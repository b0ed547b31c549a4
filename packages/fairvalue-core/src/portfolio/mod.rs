//! Portfolio management module.
//!
//! Rolls enriched positions into value-weighted portfolio metrics under
//! multi-currency normalization.

mod aggregate;
mod valuation;

pub use aggregate::calculate_portfolio_metrics;
pub use valuation::value_positions;
//! Core data types for the valuation engine.

use crate::constants::DEFAULT_BASE_CURRENCY;
use serde::{Deserialize, Serialize};
use std::collections::BTreeMap;
use std::fmt;

/// A tracked stock with its raw inputs and the metrics derived from them.
///
/// Input fields are supplied by the caller. Derived fields are written by
/// [`crate::metrics::calculate_metrics`] and are always recomputed from the
/// inputs, never updated incrementally.
#[derive(Debug, Clone, Serialize, Deserialize, PartialEq)]
#[serde(default)]
pub struct Position {
    /// Stock ticker symbol (uppercase)
    pub ticker: String,
    /// Sector used for portfolio sector weights
    pub sector: String,
    /// ISO currency code the price is quoted in
    pub currency: String,
    /// Latest market price in local currency
    pub current_price: f64,
    /// Estimated fair value in local currency
    pub fair_value: f64,
    /// Systematic risk coefficient
    #[serde(skip_serializing_if = "Option::is_none")]
    pub beta: Option<f64>,
    /// Annualized volatility percentage
    pub volatility: f64,
    /// Probability of the upside scenario, in (0, 1]
    #[serde(skip_serializing_if = "Option::is_none")]
    pub probability_positive: Option<f64>,
    /// Downside scenario in percent (negative). `None` means not calibrated yet.
    #[serde(skip_serializing_if = "Option::is_none")]
    pub downside_risk: Option<f64>,
    /// Number of shares owned
    pub shares_owned: f64,
    /// Average entry price in local currency
    pub avg_price_local: f64,

    /// Upside to fair value in percent
    pub upside_potential: f64,
    /// Reward to risk ratio (upside / |downside|)
    pub b_ratio: f64,
    /// Probability-weighted expected value in percent
    pub expected_value: f64,
    /// Full Kelly fraction in percent
    pub kelly_fraction: f64,
    /// Half-Kelly suggested portfolio weight in percent
    pub half_kelly_suggested: f64,
    #[serde(skip_serializing_if = "Option::is_none")]
    pub assessment: Option<Assessment>,
    pub buy_zone_min: f64,
    pub buy_zone_max: f64,
    pub sell_zone_lower_bound: f64,
    pub sell_zone_upper_bound: f64,
    #[serde(skip_serializing_if = "Option::is_none")]
    pub sell_zone_status: Option<SellZoneStatus>,
}

impl Default for Position {
    fn default() -> Self {
        Self {
            ticker: String::new(),
            sector: String::new(),
            currency: DEFAULT_BASE_CURRENCY.to_string(),
            current_price: 0.0,
            fair_value: 0.0,
            beta: None,
            volatility: 0.0,
            probability_positive: None,
            downside_risk: None,
            shares_owned: 0.0,
            avg_price_local: 0.0,
            upside_potential: 0.0,
            b_ratio: 0.0,
            expected_value: 0.0,
            kelly_fraction: 0.0,
            half_kelly_suggested: 0.0,
            assessment: None,
            buy_zone_min: 0.0,
            buy_zone_max: 0.0,
            sell_zone_lower_bound: 0.0,
            sell_zone_upper_bound: 0.0,
            sell_zone_status: None,
        }
    }
}

impl Position {
    /// Create a position with the given ticker, current price and fair value.
    pub fn new(ticker: &str, current_price: f64, fair_value: f64) -> Self {
        Self {
            ticker: ticker.to_uppercase(),
            current_price,
            fair_value,
            ..Default::default()
        }
    }

    pub fn with_beta(mut self, beta: f64) -> Self {
        self.beta = Some(beta);
        self
    }

    pub fn with_probability(mut self, probability_positive: f64) -> Self {
        self.probability_positive = Some(probability_positive);
        self
    }

    pub fn with_downside_risk(mut self, downside_risk: f64) -> Self {
        self.downside_risk = Some(downside_risk);
        self
    }

    pub fn with_volatility(mut self, volatility: f64) -> Self {
        self.volatility = volatility;
        self
    }

    /// Set the holding: shares owned and average entry price.
    pub fn with_holding(mut self, shares_owned: f64, avg_price_local: f64) -> Self {
        self.shares_owned = shares_owned;
        self.avg_price_local = avg_price_local;
        self
    }

    pub fn with_sector(mut self, sector: &str) -> Self {
        self.sector = sector.to_string();
        self
    }

    pub fn with_currency(mut self, currency: &str) -> Self {
        self.currency = currency.to_uppercase();
        self
    }

    /// Whether the position takes part in portfolio aggregation.
    pub fn is_owned(&self) -> bool {
        self.shares_owned > 0.0
    }

    /// Market value in local currency.
    pub fn market_value_local(&self) -> f64 {
        self.shares_owned * self.current_price
    }

    /// Total entry cost in local currency.
    pub fn total_cost_local(&self) -> f64 {
        self.shares_owned * self.avg_price_local
    }

    /// Unrealized gain/loss in local currency and as a percentage of cost.
    pub fn unrealized_gain_loss(&self) -> (f64, f64) {
        let total_cost = self.total_cost_local();
        let gain_loss = self.market_value_local() - total_cost;
        let gain_loss_percent = if total_cost > 0.0 {
            (gain_loss / total_cost) * 100.0
        } else {
            0.0
        };
        (gain_loss, gain_loss_percent)
    }
}

/// Categorical recommendation derived from expected value.
#[derive(Debug, Clone, Copy, Serialize, Deserialize, PartialEq, Eq)]
pub enum Assessment {
    Add,
    Hold,
    Trim,
    Sell,
}

impl Assessment {
    pub fn as_str(&self) -> &'static str {
        match self {
            Assessment::Add => "Add",
            Assessment::Hold => "Hold",
            Assessment::Trim => "Trim",
            Assessment::Sell => "Sell",
        }
    }
}

impl fmt::Display for Assessment {
    fn fmt(&self, f: &mut fmt::Formatter<'_>) -> fmt::Result {
        f.write_str(self.as_str())
    }
}

/// Where the current expected value sits relative to the sell zone.
#[derive(Debug, Clone, Copy, Serialize, Deserialize, PartialEq, Eq)]
pub enum SellZoneStatus {
    #[serde(rename = "Below sell zone")]
    BelowSellZone,
    #[serde(rename = "In trim zone")]
    InTrimZone,
    #[serde(rename = "In sell zone")]
    InSellZone,
    #[serde(rename = "no sell zone")]
    NoSellZone,
}

impl SellZoneStatus {
    pub fn as_str(&self) -> &'static str {
        match self {
            SellZoneStatus::BelowSellZone => "Below sell zone",
            SellZoneStatus::InTrimZone => "In trim zone",
            SellZoneStatus::InSellZone => "In sell zone",
            SellZoneStatus::NoSellZone => "no sell zone",
        }
    }
}

impl fmt::Display for SellZoneStatus {
    fn fmt(&self, f: &mut fmt::Formatter<'_>) -> fmt::Result {
        f.write_str(self.as_str())
    }
}

/// Where the current price sits relative to the buy zone.
#[derive(Debug, Clone, Copy, Serialize, Deserialize, PartialEq, Eq)]
pub enum BuyZoneStatus {
    /// Price is below the lower bound, so EV exceeds the strong-buy threshold
    #[serde(rename = "EV >> 15%")]
    BelowBuyZone,
    #[serde(rename = "within buy zone")]
    WithinBuyZone,
    #[serde(rename = "outside buy zone")]
    OutsideBuyZone,
    #[serde(rename = "no buy zone available")]
    NoBuyZone,
}

impl BuyZoneStatus {
    pub fn as_str(&self) -> &'static str {
        match self {
            BuyZoneStatus::BelowBuyZone => "EV >> 15%",
            BuyZoneStatus::WithinBuyZone => "within buy zone",
            BuyZoneStatus::OutsideBuyZone => "outside buy zone",
            BuyZoneStatus::NoBuyZone => "no buy zone available",
        }
    }
}

impl fmt::Display for BuyZoneStatus {
    fn fmt(&self, f: &mut fmt::Formatter<'_>) -> fmt::Result {
        f.write_str(self.as_str())
    }
}

/// Price band with a lower and upper bound.
#[derive(Debug, Clone, Copy, Serialize, Deserialize, PartialEq, Default)]
pub struct PriceZone {
    pub lower_bound: f64,
    pub upper_bound: f64,
}

/// Result of a standalone buy-zone query.
#[derive(Debug, Clone, Serialize, Deserialize, PartialEq)]
pub struct BuyZoneResult {
    pub ticker: String,
    pub fair_value: f64,
    pub probability_positive: f64,
    pub downside_risk: f64,
    pub buy_zone: PriceZone,
    /// EV at the supplied current price (0 when no price was given)
    pub current_expected_value: f64,
    #[serde(skip_serializing_if = "Option::is_none")]
    pub zone_status: Option<BuyZoneStatus>,
}

/// Result of a standalone sell-zone query.
#[derive(Debug, Clone, Serialize, Deserialize, PartialEq)]
pub struct SellZoneResult {
    pub ticker: String,
    pub fair_value: f64,
    pub probability_positive: f64,
    pub downside_risk: f64,
    pub sell_zone: PriceZone,
    /// EV at the supplied current price (0 when no price was given)
    pub current_expected_value: f64,
    #[serde(skip_serializing_if = "Option::is_none")]
    pub sell_zone_status: Option<SellZoneStatus>,
}

/// Portfolio-level aggregates, expressed in the base currency.
#[derive(Debug, Clone, Serialize, Deserialize, PartialEq, Default)]
pub struct PortfolioSummary {
    /// Total value of owned positions in the base currency
    pub total_value: f64,
    /// Value-weighted expected value in percent
    pub overall_ev: f64,
    /// Value-weighted volatility in percent
    pub weighted_volatility: f64,
    /// (overall EV - risk-free rate) / weighted volatility
    pub sharpe_ratio: f64,
    /// Sum of position weights in percent
    pub kelly_utilization: f64,
    /// Sector name to weight in percent
    pub sector_weights: BTreeMap<String, f64>,
}

/// Base-currency value and weight of one owned position.
#[derive(Debug, Clone, Serialize, Deserialize, PartialEq)]
pub struct PositionValuation {
    pub ticker: String,
    pub value_base: f64,
    pub weight_percent: f64,
    /// Unrealized gain/loss in local currency
    pub unrealized_gain_loss: f64,
    pub unrealized_gain_loss_percent: f64,
    /// Unrealized gain/loss converted into the base currency
    pub unrealized_gain_loss_base: f64,
}

/// API response wrapper for success cases.
#[derive(Debug, Clone, Serialize, Deserialize)]
pub struct ApiResponse<T> {
    pub ok: bool,
    #[serde(skip_serializing_if = "Option::is_none")]
    pub data: Option<T>,
    #[serde(skip_serializing_if = "Option::is_none")]
    pub error: Option<String>,
}

impl<T> ApiResponse<T> {
    /// Create a successful response.
    pub fn ok(data: T) -> Self {
        Self {
            ok: true,
            data: Some(data),
            error: None,
        }
    }

    /// Create an error response.
    pub fn err(error: impl Into<String>) -> Self {
        Self {
            ok: false,
            data: None,
            error: Some(error.into()),
        }
    }
}
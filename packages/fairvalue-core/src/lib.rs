//! Fairvalue Core - Investment decision engine for portfolio tracking.
//!
//! This crate turns a stock's raw inputs into the numbers a portfolio
//! tracker displays:
//!
//! - **Position metrics**: upside, b-ratio, expected value, Kelly and half-Kelly sizing
//! - **Assessment**: Add / Hold / Trim / Sell bands on expected value
//! - **Zones**: buy and sell zone price bounds solved from EV thresholds
//! - **Alerts**: EV-change and buy-zone rules on recalculated positions
//! - **Portfolio metrics**: value-weighted EV, volatility and sector weights across currencies
//!
//! # Example
//!
//! ```rust
//! use fairvalue_core::{calculate_portfolio_metrics, Assessment, Position, RateProvider, RateTable};
//!
//! let position = Position::new("AAPL", 100.0, 120.0)
//!     .with_beta(1.2)
//!     .with_currency("USD")
//!     .with_holding(10.0, 90.0)
//!     .with_metrics();
//! assert_eq!(position.assessment, Some(Assessment::Hold));
//!
//! let mut rates = RateTable::new();
//! rates.set_rate("USD", 1.25, false);
//!
//! let summary = calculate_portfolio_metrics(&[position], &rates.rates_map());
//! assert!((summary.total_value - 800.0).abs() < 1e-9);
//! ```

pub mod alerts;
pub mod config;
pub mod constants;
pub mod fx;
pub mod metrics;
pub mod portfolio;
pub mod types;

// Re-export commonly used types
pub use alerts::{detect_alerts, Alert, AlertKind};
pub use fx::{RateEntry, RateProvider, RateTable};
pub use types::{
    ApiResponse, Assessment, BuyZoneResult, BuyZoneStatus, PortfolioSummary, Position,
    PositionValuation, PriceZone, SellZoneResult, SellZoneStatus,
};

// Re-export main functionality
pub use metrics::{
    calculate_buy_zone, calculate_metrics, calculate_sell_zone, expected_value_at_price,
    solve_price_for_ev_threshold,
};
pub use portfolio::{calculate_portfolio_metrics, value_positions};

/// Error types for fairvalue-core operations.
#[derive(Debug, thiserror::Error)]
pub enum Error {
    #[error("IO error: {0}")]
    Io(#[from] std::io::Error),

    #[error("JSON error: {0}")]
    Json(#[from] serde_json::Error),

    #[error("Invalid input: {0}")]
    InvalidInput(String),

    #[error("Unknown currency: {0}")]
    UnknownCurrency(String),

    #[error("Invalid exchange rate for {currency}: {rate}")]
    InvalidRate { currency: String, rate: f64 },
}

/// Result type for fairvalue-core operations.
pub type Result<T> = std::result::Result<T, Error>;
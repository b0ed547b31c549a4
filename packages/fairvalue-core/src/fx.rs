//! Exchange rates against the base currency.
//!
//! Rates are stored as "local currency units per 1 base-currency unit", so
//! dividing a local amount by its rate converts it into the base currency.

use crate::constants::DEFAULT_BASE_CURRENCY;
use crate::{Error, Result};
use chrono::{DateTime, Utc};
use serde::{Deserialize, Serialize};
use std::collections::{BTreeMap, HashMap};
use std::fs;
use std::path::Path;

/// Source of exchange rates, usually backed by a rate-fetching service.
pub trait RateProvider {
    /// Rate for a single currency, if known.
    fn rate(&self, currency: &str) -> Option<f64>;

    /// All known rates keyed by currency code.
    fn rates_map(&self) -> HashMap<String, f64>;
}

/// One tracked currency.
#[derive(Debug, Clone, Serialize, Deserialize, PartialEq)]
pub struct RateEntry {
    pub currency: String,
    /// Local units per 1 base unit
    pub rate: f64,
    /// Whether the rate was entered by hand rather than fetched
    #[serde(default)]
    pub is_manual: bool,
    #[serde(default, skip_serializing_if = "Option::is_none")]
    pub updated_at: Option<DateTime<Utc>>,
}

/// On-disk shapes accepted by [`RateTable::from_json`].
#[derive(Deserialize)]
#[serde(untagged)]
enum RatesFile {
    Map(HashMap<String, f64>),
    Entries(Vec<RateEntry>),
}

/// In-memory exchange rate table.
#[derive(Debug, Clone, Serialize, Deserialize, PartialEq)]
pub struct RateTable {
    base_currency: String,
    rates: BTreeMap<String, RateEntry>,
}

impl RateTable {
    /// Create a table with the default base currency.
    pub fn new() -> Self {
        Self::with_base(DEFAULT_BASE_CURRENCY)
    }

    /// Create a table with a custom base currency. The base always has rate 1.
    pub fn with_base(base_currency: &str) -> Self {
        let base_currency = base_currency.to_uppercase();
        let mut rates = BTreeMap::new();
        rates.insert(
            base_currency.clone(),
            RateEntry {
                currency: base_currency.clone(),
                rate: 1.0,
                is_manual: false,
                updated_at: None,
            },
        );
        Self {
            base_currency,
            rates,
        }
    }

    pub fn base_currency(&self) -> &str {
        &self.base_currency
    }

    /// Insert or replace the rate for a currency.
    pub fn set_rate(&mut self, currency: &str, rate: f64, is_manual: bool) {
        let currency = currency.to_uppercase();
        self.rates.insert(
            currency.clone(),
            RateEntry {
                currency,
                rate,
                is_manual,
                updated_at: Some(Utc::now()),
            },
        );
    }

    /// Stop tracking a currency. The base currency cannot be removed.
    pub fn remove(&mut self, currency: &str) -> Result<RateEntry> {
        let currency = currency.to_uppercase();
        if currency == self.base_currency {
            return Err(Error::InvalidInput(format!(
                "cannot remove base currency {}",
                currency
            )));
        }
        self.rates
            .remove(&currency)
            .ok_or(Error::UnknownCurrency(currency))
    }

    /// All entries ordered by currency code.
    pub fn entries(&self) -> impl Iterator<Item = &RateEntry> {
        self.rates.values()
    }

    fn usable_rate(&self, currency: &str) -> Result<f64> {
        let currency = currency.to_uppercase();
        let entry = self
            .rates
            .get(&currency)
            .ok_or_else(|| Error::UnknownCurrency(currency.clone()))?;
        if entry.rate <= 0.0 || !entry.rate.is_finite() {
            return Err(Error::InvalidRate {
                currency,
                rate: entry.rate,
            });
        }
        Ok(entry.rate)
    }

    /// Convert a local amount into the base currency.
    pub fn convert_to_base(&self, amount: f64, from_currency: &str) -> Result<f64> {
        if from_currency.eq_ignore_ascii_case(&self.base_currency) {
            return Ok(amount);
        }
        Ok(amount / self.usable_rate(from_currency)?)
    }

    /// Convert a base-currency amount into a local currency.
    pub fn convert_from_base(&self, amount: f64, to_currency: &str) -> Result<f64> {
        if to_currency.eq_ignore_ascii_case(&self.base_currency) {
            return Ok(amount);
        }
        Ok(amount * self.usable_rate(to_currency)?)
    }

    /// Parse rates from JSON: either `{"USD": 1.08, ...}` or a list of entries.
    ///
    /// The base currency is always present with rate 1.
    pub fn from_json(base_currency: &str, json: &str) -> Result<Self> {
        let mut table = Self::with_base(base_currency);
        match serde_json::from_str::<RatesFile>(json)? {
            RatesFile::Map(map) => {
                for (currency, rate) in map {
                    table.set_rate(&currency, rate, false);
                }
            }
            RatesFile::Entries(entries) => {
                for mut entry in entries {
                    entry.currency = entry.currency.to_uppercase();
                    table.rates.insert(entry.currency.clone(), entry);
                }
            }
        }
        table.rates.insert(
            table.base_currency.clone(),
            RateEntry {
                currency: table.base_currency.clone(),
                rate: 1.0,
                is_manual: false,
                updated_at: None,
            },
        );
        Ok(table)
    }

    /// Load rates from a JSON file. A missing file yields a base-only table.
    pub fn load(base_currency: &str, path: &Path) -> Result<Self> {
        if !path.exists() {
            tracing::debug!(path = %path.display(), "rates file not found, using base currency only");
            return Ok(Self::with_base(base_currency));
        }
        let content = fs::read_to_string(path)?;
        Self::from_json(base_currency, &content)
    }
}

impl Default for RateTable {
    fn default() -> Self {
        Self::new()
    }
}

impl RateProvider for RateTable {
    fn rate(&self, currency: &str) -> Option<f64> {
        self.rates.get(&currency.to_uppercase()).map(|e| e.rate)
    }

    fn rates_map(&self) -> HashMap<String, f64> {
        self.rates
            .iter()
            .map(|(currency, entry)| (currency.clone(), entry.rate))
            .collect()
    }
}
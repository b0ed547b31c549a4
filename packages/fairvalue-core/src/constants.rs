//! Policy constants for the valuation engine.
//!
//! All percentages are expressed in percent units (7.0 means 7%).

/// Probability of a positive outcome used when none (or an invalid one) is supplied.
pub const DEFAULT_PROBABILITY_POSITIVE: f64 = 0.65;

/// Risk-free rate subtracted from portfolio EV in the risk-adjusted ratio.
pub const RISK_FREE_RATE_PERCENT: f64 = 4.0;

/// Floor applied to |downside| when computing the b-ratio.
pub const MIN_DOWNSIDE_MAGNITUDE: f64 = 0.1;

/// Downside used when beta is absent or non-positive.
pub const FALLBACK_DOWNSIDE_RISK: f64 = -20.0;

/// Hard cap on the half-Kelly suggested weight.
pub const MAX_HALF_KELLY_PERCENT: f64 = 15.0;

/// EV above which a position is rated "Add"; also the buy-zone upper bound target.
pub const ADD_EV_THRESHOLD: f64 = 7.0;

/// EV at or above which a position is rated "Hold"; also the sell-zone lower bound target.
pub const TRIM_EV_THRESHOLD: f64 = 3.0;

/// EV below which a position is rated "Sell"; also the sell-zone upper bound target.
pub const SELL_EV_THRESHOLD: f64 = 0.0;

/// EV target for the lower bound of the standalone buy-zone query.
pub const STRONG_BUY_EV_THRESHOLD: f64 = 15.0;

/// Buy-zone lower bound as a fraction of the upper bound.
pub const BUY_ZONE_BAND: f64 = 0.90;

/// Fallback buy zone as fractions of the current price when the solve is infeasible.
pub const FALLBACK_BUY_ZONE_MIN: f64 = 0.85;
pub const FALLBACK_BUY_ZONE_MAX: f64 = 0.95;

/// Beta breakpoints and the downside risk assigned below each one.
///
/// Betas at or above the last breakpoint get [`HIGH_BETA_DOWNSIDE_RISK`].
pub const BETA_DOWNSIDE_BREAKPOINTS: [(f64, f64); 3] = [(0.5, -15.0), (1.0, -20.0), (1.5, -25.0)];

/// Downside risk for beta at or above 1.5.
pub const HIGH_BETA_DOWNSIDE_RISK: f64 = -30.0;

/// Currency that portfolio aggregates are expressed in.
pub const DEFAULT_BASE_CURRENCY: &str = "EUR";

------------------------------------------------------------

ASSIGNMENT -> Every line above that holds the word "also" should be copied out.

RESULT FOR THIS TASK ->
/// EV above which a position is rated "Add"; also the buy-zone upper bound target.
/// EV at or above which a position is rated "Hold"; also the sell-zone lower bound target.
/// EV below which a position is rated "Sell"; also the sell-zone upper bound target.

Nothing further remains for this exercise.